Abstract Background: The impact of extreme changes in weather patterns in the economy and humanity welfare are some of the biggest challenges that our civilization is facing. From the anthropogenic activities that contribute to climate change, reducing the impact of farming activities is a priority, since its responsible for up to 18% of greenhouse gases linked to such activities. To this end, we tested if the ruminal and fecal microbiomes components of 52 Brazilian Nelore bulls, belonging to two experimental groups based on the feed intervention, conventional (A) and byproducts based diet (B), could be used as biomarkers for methane (CH 4 ) emission. Results: We identified a total of 5,693 Amplicon Sequence Variants (ASVs) in the Nelore bulls microbiomes from the experimental group B. Statistical analysis showed that the microbiome populations were significantly different among treatment groups. Differential abundance (DA) analysis with the ANCOM approach identified 30 bacterial and 15 archaea ASVs as DA among treatment groups. Random forest models, using either bacteria or archaea ASVs as predictors, were able to predict the treatment group with high accuracy (r2>0.85).

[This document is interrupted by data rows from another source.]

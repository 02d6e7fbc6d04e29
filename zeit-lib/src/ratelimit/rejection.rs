use serde::{Deserialize, Serialize};
use std::time::SystemTime;

use super::headers::from_epoch_secs;
use crate::{ErrorKind, Result};

/// The quota reported by the API when it rejects a request with
/// `429 Too Many Requests`.
#[derive(Debug, Clone, Copy, PartialEq, Eq, Serialize, Deserialize)]
pub struct RateLimitQuota {
    /// Maximum number of requests per window
    pub total: u64,
    /// Requests left in the current window
    pub remaining: u64,
    /// End of the current window in epoch seconds
    pub reset: u64,
}

/// Error payload of a rate-limit rejection.
///
/// ```json
/// {"error": {"code": "rate_limited", "message": "...",
///            "limit": {"total": 5, "remaining": 0, "reset": 1571432374}}}
/// ```
#[derive(Debug, Clone, PartialEq, Eq, Serialize, Deserialize)]
pub struct RateLimitRejection {
    /// Machine readable error code, e.g. `rate_limited`
    #[serde(default)]
    pub code: String,
    /// Human readable error message
    #[serde(default)]
    pub message: String,
    /// The server's view of the rate limit window
    pub limit: RateLimitQuota,
}

#[derive(Deserialize)]
struct RejectionBody {
    error: RateLimitRejection,
}

impl RateLimitRejection {
    /// Decode a rejection from a response body.
    ///
    /// # Errors
    ///
    /// Returns [`ErrorKind::RateLimitPayload`] if the body is not a rejection
    /// payload. Without a known reset time there is no safe way to continue,
    /// so unlike malformed headers this is a hard failure.
    /// Negative counts or timestamps are rejected the same way.
    ///
    /// Returns [`ErrorKind::RateLimitReset`] if the reset cannot be
    /// represented as a [`SystemTime`].
    pub fn from_slice(body: &[u8]) -> Result<Self> {
        let rejection = serde_json::from_slice::<RejectionBody>(body)
            .map(|body| body.error)
            .map_err(ErrorKind::RateLimitPayload)?;
        rejection.reset_at()?;
        Ok(rejection)
    }

    /// The point in time at which the window resets
    ///
    /// # Errors
    ///
    /// Returns [`ErrorKind::RateLimitReset`] if `limit.reset` lies beyond
    /// what [`SystemTime`] can hold.
    pub fn reset_at(&self) -> Result<SystemTime> {
        from_epoch_secs(self.limit.reset).ok_or(ErrorKind::RateLimitReset(self.limit.reset))
    }
}

#[cfg(test)]
mod tests {
    use super::*;
    use std::time::{Duration, UNIX_EPOCH};

    #[test]
    fn test_decode_rejection() {
        let body = br#"{"error":{"code":"rate_limited","message":"Rate limit exceeded","limit":{"total":5,"remaining":0,"reset":1571432374}}}"#;
        let rejection = RateLimitRejection::from_slice(body).unwrap();
        assert_eq!(rejection.code, "rate_limited");
        assert_eq!(
            rejection.limit,
            RateLimitQuota {
                total: 5,
                remaining: 0,
                reset: 1_571_432_374,
            }
        );
        assert_eq!(
            rejection.reset_at().unwrap(),
            UNIX_EPOCH + Duration::from_secs(1_571_432_374)
        );
    }

    #[test]
    fn test_missing_message_is_fine() {
        let body = br#"{"error":{"limit":{"total":1,"remaining":0,"reset":10}}}"#;
        let rejection = RateLimitRejection::from_slice(body).unwrap();
        assert!(rejection.code.is_empty());
        assert_eq!(rejection.limit.total, 1);
    }

    #[test]
    fn test_missing_limit_is_an_error() {
        let body = br#"{"error":{"code":"rate_limited","message":"slow down"}}"#;
        assert!(matches!(
            RateLimitRejection::from_slice(body),
            Err(ErrorKind::RateLimitPayload(_))
        ));
    }

    #[test]
    fn test_negative_remaining_is_an_error() {
        let body = br#"{"error":{"limit":{"total":5,"remaining":-1,"reset":10}}}"#;
        assert!(RateLimitRejection::from_slice(body).is_err());
    }

    #[test]
    fn test_unrepresentable_reset_is_an_error() {
        let body = br#"{"error":{"limit":{"total":5,"remaining":0,"reset":18446744073709551615}}}"#;
        assert_eq!(
            RateLimitRejection::from_slice(body).unwrap_err(),
            ErrorKind::RateLimitReset(u64::MAX)
        );

        let rejection = RateLimitRejection {
            code: String::new(),
            message: String::new(),
            limit: RateLimitQuota {
                total: 5,
                remaining: 0,
                reset: u64::MAX,
            },
        };
        assert!(rejection.reset_at().is_err());
    }

    #[test]
    fn test_not_json_is_an_error() {
        assert!(RateLimitRejection::from_slice(b"Too Many Requests").is_err());
    }
}
// Copyright 2024 The Tablewave Authors
//
// Licensed under the Apache License, Version 2.0 (the "License");
// you may not use this file except in compliance with the License.
// You may obtain a copy of the License at
//
//     http://www.apache.org/licenses/LICENSE-2.0
//
// Unless required by applicable law or agreed to in writing, software
// distributed under the License is distributed on an "AS IS" BASIS,
// WITHOUT WARRANTIES OR CONDITIONS OF ANY KIND, either express or implied.
// See the License for the specific language governing permissions and
// limitations under the License.

//! Output artifacts: the `.sql` export sink and the human-readable report.

pub mod report;
pub mod sink;

pub use report::{render_report, write_report};
pub use sink::Sink;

Association analysis using Mixed Linear Models indicate that bacterial and archaea ASVs are linked to the CH 4 emission phenotype, of which the most prominent were the ruminal ASV 40 and fecal ASV 35. These ASVs contributed to a 9.7% increase and 7.3% decrease of the variation in CH 4 emission, respectively, which indicated their potential as targets for feed interventions and/or biomarkers. Conclusion: The feed composition induced significant differences in abundance and richness of ruminal and fecal microbial populations. The dietary treatment based on industrial byproducts applied had an impact on the microbiome diversity of bacteria and archaea, but not on protozoa. Microbiome components (ASVs) of bacteria and archaea can be successfully used to predict the treatment group, thus giving support to the hypothesis that the feed intervention modulate microbiome abundance and diversity. Microbiome components were associated with CH 4 emission in both microbiomes. Therefore, both ruminal and fecal ASVs can be used as biomarkers for methane production and emission.